Stories by Sheila Kay Adams

Foreword by Lee Smith

This book is lovingly dedicated to my children, Melanie Michelle Rice, Hart Adams Barnhill, and Andrew Taylor Barnhill. They are my reasons...


FOREWORD
http://www.dailylit.com/books/come-go-home-with-me/foreword


PREFACE

Folks in Sodom used to say, “Come go home with me.” In the following stories, I am inviting you to do just that.

Sodom is a community located in the mountains of western North Carolina. The main valley forks off into three coves—the Ben Cove, the Burton Cove, and the Rice Cove. From the highest ridge tops you can see all the way to the Great Smokies of Tennessee. You also get a feeling of how closed in the community is as you look out at the mountains rolling and tumbling away off into the hazy blue folds that make up the Blue Ridge Mountain chain. It is a beautiful place, my Sodom.

Sodom got its name back during the Civil War. The story goes that there was a regiment of Confederate soldiers camped down around Hot Springs and a Union regiment camped right over the line in Tennessee. Right where Sodom is located, there resided a band of prostitutes that “serviced” both regiments. A circuit-riding Baptist preacher came through the area and held a revival. He commented from the pulpit that there was more sinning went on in that little community than went on in Sodom in the Bible. The War ended, the prostitutes moved on, but the name stuck.

As with most places, what made Sodom special was its people. The first settlers came there in the late 1700s. They were mostly Scots-Irish—fiercely independent, hardworking, hard-drinking, quick to anger and to fight folks. The reason they were called Scots-Irish is because they came here from Scotland by way of Northern Ireland, where they had moved and later had been persecuted by the English. They came full of hope for a better life, and they found it here in the mountains. They lived pretty much to themselves until the English and Germans came seeking a place to raise their families in peace. The English and Germans married into the families of the Scots-Irish, and now it’s impossible to find a single person that doesn’t claim roots with all three nationalities.

This book is a journey. Often during the trip I found myself homesick for the place and the people of my childhood. I recalled the beloved faces and familiar voices so clearly in my memory that I dreamed of them at night. I would wake with that childhood anticipation we all have experienced, only to realize that Sodom was gone.

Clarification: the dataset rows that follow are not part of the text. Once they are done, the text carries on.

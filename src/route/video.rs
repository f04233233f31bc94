use mongodb::Database;
use rocket::form::Form;
use rocket::fs::TempFile;
use rocket::serde::json::Json;
use rocket::State;
use serde::{Deserialize, Serialize};
use utoipa::ToSchema;
use uuid::Uuid;

use crate::assets::{AssetKind, AssetSource, AssetStore};
use crate::data::course::db::{problem as course_problem, CourseDbExt};
use crate::data::course::SectionContent;
use crate::data::section::db::{problem as section_problem, SectionDbExt};
use crate::data::video::db::{problem, VideoCreateData, VideoDbExt, VideoUpdateData};
use crate::data::video::Video;
use crate::duration;
use crate::resp::jwt::UserRoleToken;
use crate::resp::problem::{problems, Problem};

/// Duration assumed for external URLs that carry no metadata.
const FALLBACK_DURATION_SECS: u32 = 60;

#[derive(FromForm)]
pub struct VideoCreateForm<'r> {
    pub title: String,
    pub description: Option<String>,
    /// Clock string (`H:MM:SS` / `MM:SS`) or bare seconds.
    pub duration: Option<String>,
    pub course_id: Uuid,
    pub section_id: Uuid,
    pub order: Option<i32>,
    pub is_preview: Option<bool>,
    pub video: Option<TempFile<'r>>,
    pub video_url: Option<String>,
}

#[derive(FromForm)]
pub struct VideoUpdateForm<'r> {
    pub title: Option<String>,
    pub description: Option<String>,
    pub duration: Option<String>,
    pub section_id: Option<Uuid>,
    pub order: Option<i32>,
    pub is_preview: Option<bool>,
    pub video: Option<TempFile<'r>>,
    pub video_url: Option<String>,
}

#[derive(Debug, Clone, Deserialize, ToSchema)]
pub struct PreviewData {
    /// Explicit value, or absent to toggle.
    pub is_preview: Option<bool>,
}

#[derive(Debug, Clone, Serialize, ToSchema)]
pub struct CourseContentResponse {
    pub course_title: String,
    pub total_sections: usize,
    pub content: Vec<SectionContent>,
}

#[derive(Debug, Clone, Serialize, ToSchema)]
pub struct UnlockResponse {
    pub message: String,
    pub updated_count: u64,
}

fn require_content_manager(auth: &UserRoleToken) -> Result<(), Problem> {
    if !auth.role.can_manage_content() {
        return Err(problems::forbidden("Only Admin or Instructor allowed."));
    }
    Ok(())
}

fn video_source_required() -> Problem {
    problems::validation("Video file or video_url is required.")
}

async fn resolve_source(
    file: &mut Option<TempFile<'_>>,
    url: Option<String>,
    assets: &dyn AssetStore,
) -> Result<Option<AssetSource>, Problem> {
    if let Some(file) = file {
        return Ok(Some(assets.store(file, AssetKind::Video).await?));
    }

    Ok(url.map(|url| AssetSource::External { url }))
}

async fn release_quietly(assets: &dyn AssetStore, source: &AssetSource) {
    if let Some(provider_id) = source.provider_id() {
        if let Err(e) = assets.release(provider_id).await {
            tracing::warn!("unable to release replaced asset {}: {}", provider_id, e);
        }
    }
}

/// Create a video from an uploaded file or an external URL.
#[post("/video", data = "<video>")]
#[tracing::instrument(skip(video, assets))]
pub async fn video_create(
    video: Form<VideoCreateForm<'_>>,
    auth: UserRoleToken,
    db: &State<Database>,
    assets: &State<Box<dyn AssetStore>>,
) -> Result<Json<Video>, Problem> {
    require_content_manager(&auth)?;

    let mut form = video.into_inner();

    if db.get_course(form.course_id).await?.is_none() {
        return Err(course_problem::not_found(form.course_id));
    }
    if db.get_section(form.section_id).await?.is_none() {
        return Err(section_problem::not_found(form.section_id));
    }

    let source = resolve_source(&mut form.video, form.video_url.take(), &***assets)
        .await?
        .ok_or_else(video_source_required)?;

    let duration_secs = form
        .duration
        .as_deref()
        .map(duration::parse)
        .unwrap_or(FALLBACK_DURATION_SECS as u64) as u32;

    let data = VideoCreateData {
        title: form.title,
        description: form.description,
        duration_secs,
        course_id: form.course_id,
        section_id: form.section_id,
        order: form.order.unwrap_or(0),
        is_preview: form.is_preview.unwrap_or(false),
    };

    Ok(Json(db.create_video(data, source).await?))
}

/// Full content tree of a course for signed-in callers.
#[get("/course/content/<course_id>")]
#[tracing::instrument]
pub async fn course_content(
    course_id: Uuid,
    _auth: UserRoleToken,
    db: &State<Database>,
) -> Result<Json<CourseContentResponse>, Problem> {
    let course = db
        .get_course(course_id)
        .await?
        .ok_or_else(|| course_problem::not_found(course_id))?;

    let content: Vec<SectionContent> = db
        .course_tree(course_id)
        .await?
        .into_iter()
        .map(|(section, videos)| SectionContent { section, videos })
        .collect();

    Ok(Json(CourseContentResponse {
        course_title: course.title,
        total_sections: content.len(),
        content,
    }))
}

/// Update a video. A replaced uploaded source is released only after the
/// new one is persisted.
#[put("/video/<id>", data = "<video>")]
#[tracing::instrument(skip(video, assets))]
pub async fn video_update(
    id: Uuid,
    video: Form<VideoUpdateForm<'_>>,
    auth: UserRoleToken,
    db: &State<Database>,
    assets: &State<Box<dyn AssetStore>>,
) -> Result<Json<Video>, Problem> {
    require_content_manager(&auth)?;

    let existing = db.get_video(id).await?.ok_or_else(|| problem::not_found(id))?;

    let mut form = video.into_inner();

    if let Some(section_id) = form.section_id {
        if db.get_section(section_id).await?.is_none() {
            return Err(section_problem::not_found(section_id));
        }
    }

    let source = resolve_source(&mut form.video, form.video_url.take(), &***assets).await?;

    let data = VideoUpdateData {
        title: form.title,
        description: form.description,
        duration_secs: form.duration.as_deref().map(|d| duration::parse(d) as u32),
        section_id: form.section_id,
        order: form.order,
        is_preview: form.is_preview,
    };

    let replaced = source.is_some();
    let updated = db
        .update_video(id, data, source)
        .await?
        .ok_or_else(|| problem::not_found(id))?;

    if replaced {
        release_quietly(&***assets, &existing.source).await;
    }

    Ok(Json(updated))
}

/// Delete a video and release its uploaded media.
#[delete("/video/<id>")]
#[tracing::instrument(skip(assets))]
pub async fn video_delete(
    id: Uuid,
    auth: UserRoleToken,
    db: &State<Database>,
    assets: &State<Box<dyn AssetStore>>,
) -> Result<Json<serde_json::Value>, Problem> {
    require_content_manager(&auth)?;

    let video = db
        .delete_video(id)
        .await?
        .ok_or_else(|| problem::not_found(id))?;

    release_quietly(&***assets, &video.source).await;

    Ok(Json(serde_json::json!({ "message": "Video deleted successfully" })))
}

/// Set or toggle a video's preview flag.
#[utoipa::path(context_path = "/api", request_body = PreviewData, responses(
    (status = 200, description = "Updated video", body = Video),
    (status = 404, description = "Video doesn't exist", body = Problem),
), security(("jwt" = [])))]
#[patch("/video/preview/<id>", format = "application/json", data = "<preview>")]
#[tracing::instrument]
pub async fn video_preview(
    id: Uuid,
    preview: Json<PreviewData>,
    auth: UserRoleToken,
    db: &State<Database>,
) -> Result<Json<Video>, Problem> {
    require_content_manager(&auth)?;

    let video = db
        .set_preview(id, preview.is_preview)
        .await?
        .ok_or_else(|| problem::not_found(id))?;

    Ok(Json(video))
}

/// Mark every video of a course previewable (post-purchase unlock).
#[patch("/course/unlock/<course_id>")]
#[tracing::instrument]
pub async fn course_unlock(
    course_id: Uuid,
    _auth: UserRoleToken,
    db: &State<Database>,
) -> Result<Json<UnlockResponse>, Problem> {
    if db.get_course(course_id).await?.is_none() {
        return Err(course_problem::not_found(course_id));
    }

    let updated_count = db.unlock_course_videos(course_id).await?;

    Ok(Json(UnlockResponse {
        message: "All course videos unlocked successfully".to_string(),
        updated_count,
    }))
}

It existed only in the pages of this book. So, in a way, I hate to finish with these writings. By sharing them with you, maybe the people that populate my dreams can find a place in your heart, too.

This book is dedicated to my three children. It’s only fitting. See, as I would put them in bed at night when they were small and lean down to kiss them good night, one or the other would say, “Mama, tell us a story about when you were a little girl growing up in Sodom.” It had to be a different story every night. I really had to do some remembering. And then they began to ask for favorites. So the stories began to develop into what you will be reading. My daughter, Melanie, who is twenty-three now, says it was through these stories that she began to learn about herself. I agree. I feel as strongly now as I did back then—it is only through our past that we can prepare ourselves for the future.

So, thank you for coming. Welcome to Sodom.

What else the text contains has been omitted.